Background information
- Also known as: Frøkedal
- Born: 19 July 1981 (age 45)
- Origin: Etne Municipality, Norway
- Genres: Folk, Folk-pop, Singer-Songwriter
- Instruments: Vocals, Guitar
- Years active: 2006–present
- Label: Propeller Recordings
- Website: frokedal.com

= Frøkedal =

Anne Lise Frøkedal known by her stage name Frøkedal is a folk-pop, singer-songwriter from Norway.

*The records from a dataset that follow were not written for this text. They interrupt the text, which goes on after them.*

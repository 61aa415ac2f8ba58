//! JSON envelope for the control API.
//!
//! Success bodies are `{ "data": ..., "meta": {...} }`, failures are
//! `{ "error": { "code", "message" }, "meta": {...} }`. Handlers return
//! [`ApiResult`] and let `?` turn supervisor errors into the right status.

use axum::http::StatusCode;
use axum::response::{IntoResponse, Response};
use axum::Json;
use chrono::{DateTime, Utc};
use serde::Serialize;

use crate::background::SupervisorError;

const API_VERSION: &str = "1";

pub type ApiResult<T> = Result<Envelope<T>, ApiError>;

#[derive(Debug, Serialize)]
struct Meta {
    timestamp: DateTime<Utc>,
    version: &'static str,
}

impl Meta {
    fn now() -> Self {
        Self { timestamp: Utc::now(), version: API_VERSION }
    }
}

/// A 200 response carrying `data`.
#[derive(Debug)]
pub struct Envelope<T>(pub T);

impl<T: Serialize> IntoResponse for Envelope<T> {
    fn into_response(self) -> Response {
        #[derive(Serialize)]
        struct Body<T> {
            data: T,
            meta: Meta,
        }
        Json(Body { data: self.0, meta: Meta::now() }).into_response()
    }
}

/// A non-2xx response with a machine-readable code.
#[derive(Debug)]
pub struct ApiError {
    status: StatusCode,
    code: &'static str,
    message: String,
}

impl ApiError {
    pub fn new(status: StatusCode, code: &'static str, message: impl Into<String>) -> Self {
        Self { status, code, message: message.into() }
    }

    pub fn status(&self) -> StatusCode {
        self.status
    }
}

impl From<SupervisorError> for ApiError {
    fn from(error: SupervisorError) -> Self {
        let (status, code) = match &error {
            SupervisorError::UnknownEndpoint(_) => (StatusCode::NOT_FOUND, "UNKNOWN_ENDPOINT"),
            SupervisorError::DuplicateEndpoint(_) => (StatusCode::CONFLICT, "DUPLICATE_ENDPOINT"),
            SupervisorError::Config(_) => (StatusCode::BAD_REQUEST, "INVALID_CONFIG"),
            SupervisorError::HttpClient(_) => (StatusCode::INTERNAL_SERVER_ERROR, "INTERNAL_ERROR"),
        };
        Self::new(status, code, error.to_string())
    }
}

impl IntoResponse for ApiError {
    fn into_response(self) -> Response {
        #[derive(Serialize)]
        struct Detail<'a> {
            code: &'a str,
            message: &'a str,
        }
        #[derive(Serialize)]
        struct Body<'a> {
            error: Detail<'a>,
            meta: Meta,
        }

        if self.status.is_server_error() {
            tracing::error!(code = self.code, message = %self.message, "API request failed");
        }
        let body = Body {
            error: Detail { code: self.code, message: &self.message },
            meta: Meta::now(),
        };
        (self.status, Json(body)).into_response()
    }
}

#[cfg(test)]
mod tests {
    use super::*;

    async fn body_json(resp: Response) -> serde_json::Value {
        let bytes = axum::body::to_bytes(resp.into_body(), usize::MAX).await.unwrap();
        serde_json::from_slice(&bytes).unwrap()
    }

    #[tokio::test]
    async fn envelope_wraps_data_with_meta() {
        let resp = Envelope(serde_json::json!({ "monitoringActive": false })).into_response();
        assert_eq!(resp.status(), StatusCode::OK);

        let v = body_json(resp).await;
        assert_eq!(v["data"]["monitoringActive"], false);
        assert_eq!(v["meta"]["version"], "1");
        assert!(v["meta"]["timestamp"].is_string());
    }

    #[tokio::test]
    async fn supervisor_errors_map_to_status_codes() {
        let err = ApiError::from(SupervisorError::DuplicateEndpoint("Ollama".into()));
        assert_eq!(err.status(), StatusCode::CONFLICT);

        let v = body_json(err.into_response()).await;
        assert_eq!(v["error"]["code"], "DUPLICATE_ENDPOINT");
        assert_eq!(v["error"]["message"], "Endpoint already exists: Ollama");
        assert!(v.get("data").is_none());

        let err = ApiError::from(SupervisorError::UnknownEndpoint("x".into()));
        assert_eq!(err.status(), StatusCode::NOT_FOUND);
    }
}
//! Process lifecycle: discovery, termination and start of service processes
//!
//! - `table`: the injectable process table and substring matching
//! - `controller`: graceful-then-forced termination and detached start

mod controller;
mod table;

pub use controller::{OsProcessController, ProcessTimings};
pub use table::{find_processes, ProcessEntry, ProcessTable, StopSignal, SystemProcessTable};
pub(crate) use table::with_cmdline;

use async_trait::async_trait;
use thiserror::Error;

use crate::types::EndpointConfig;

// ============================================================================
// Error Types
// ============================================================================

#[derive(Error, Debug)]
pub enum ProcessError {
    #[error("No start command configured for {0}")]
    NoStartCommand(String),

    #[error("Executable not found: {0}")]
    ExecutableNotFound(String),

    #[error("Permission denied executing {0}")]
    PermissionDenied(String),

    #[error("Failed to spawn {program}: {source}")]
    Spawn {
        program: String,
        #[source]
        source: std::io::Error,
    },

    #[error("Stop command failed: {0}")]
    StopCommand(String),

    #[error("No such process: {0}")]
    NoSuchProcess(u32),

    #[error("Failed to signal PID {pid}: {reason}")]
    Signal { pid: u32, reason: String },

    #[error("{} matching process(es) survived forced termination: {pids:?}", pids.len())]
    TerminationFailed { pids: Vec<u32> },

    #[error("Process scan failed: {0}")]
    Scan(String),
}

// ============================================================================
// Controller Trait
// ============================================================================

/// Terminates and starts the OS process behind an endpoint.
#[async_trait]
pub trait ProcessController: Send + Sync {
    /// Stop every process belonging to the endpoint. No matching process
    /// is success.
    async fn terminate(&self, endpoint: &EndpointConfig) -> Result<(), ProcessError>;

    /// Spawn `startCommand` detached from the monitor and return its PID.
    /// The caller waits `restartDelay` before assuming readiness.
    async fn start(&self, endpoint: &EndpointConfig) -> Result<Option<u32>, ProcessError>;
}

Previously known as a member of acclaimed Norwegian bands Harry's Gym and I Was A King, in 2015 she debuted as a solo artist. Releasing a series of singles and an EP in 2015, she released her debut album Hold On Dreamer in 2016. The album was later nominated for a Spellemannprisen - also known as the Norwegian Grammys - for best Indie Album Of The Year 2017.

In 2017, Frøkedal announced her return with the release of singles Stranger, and double single LTF/Cracks.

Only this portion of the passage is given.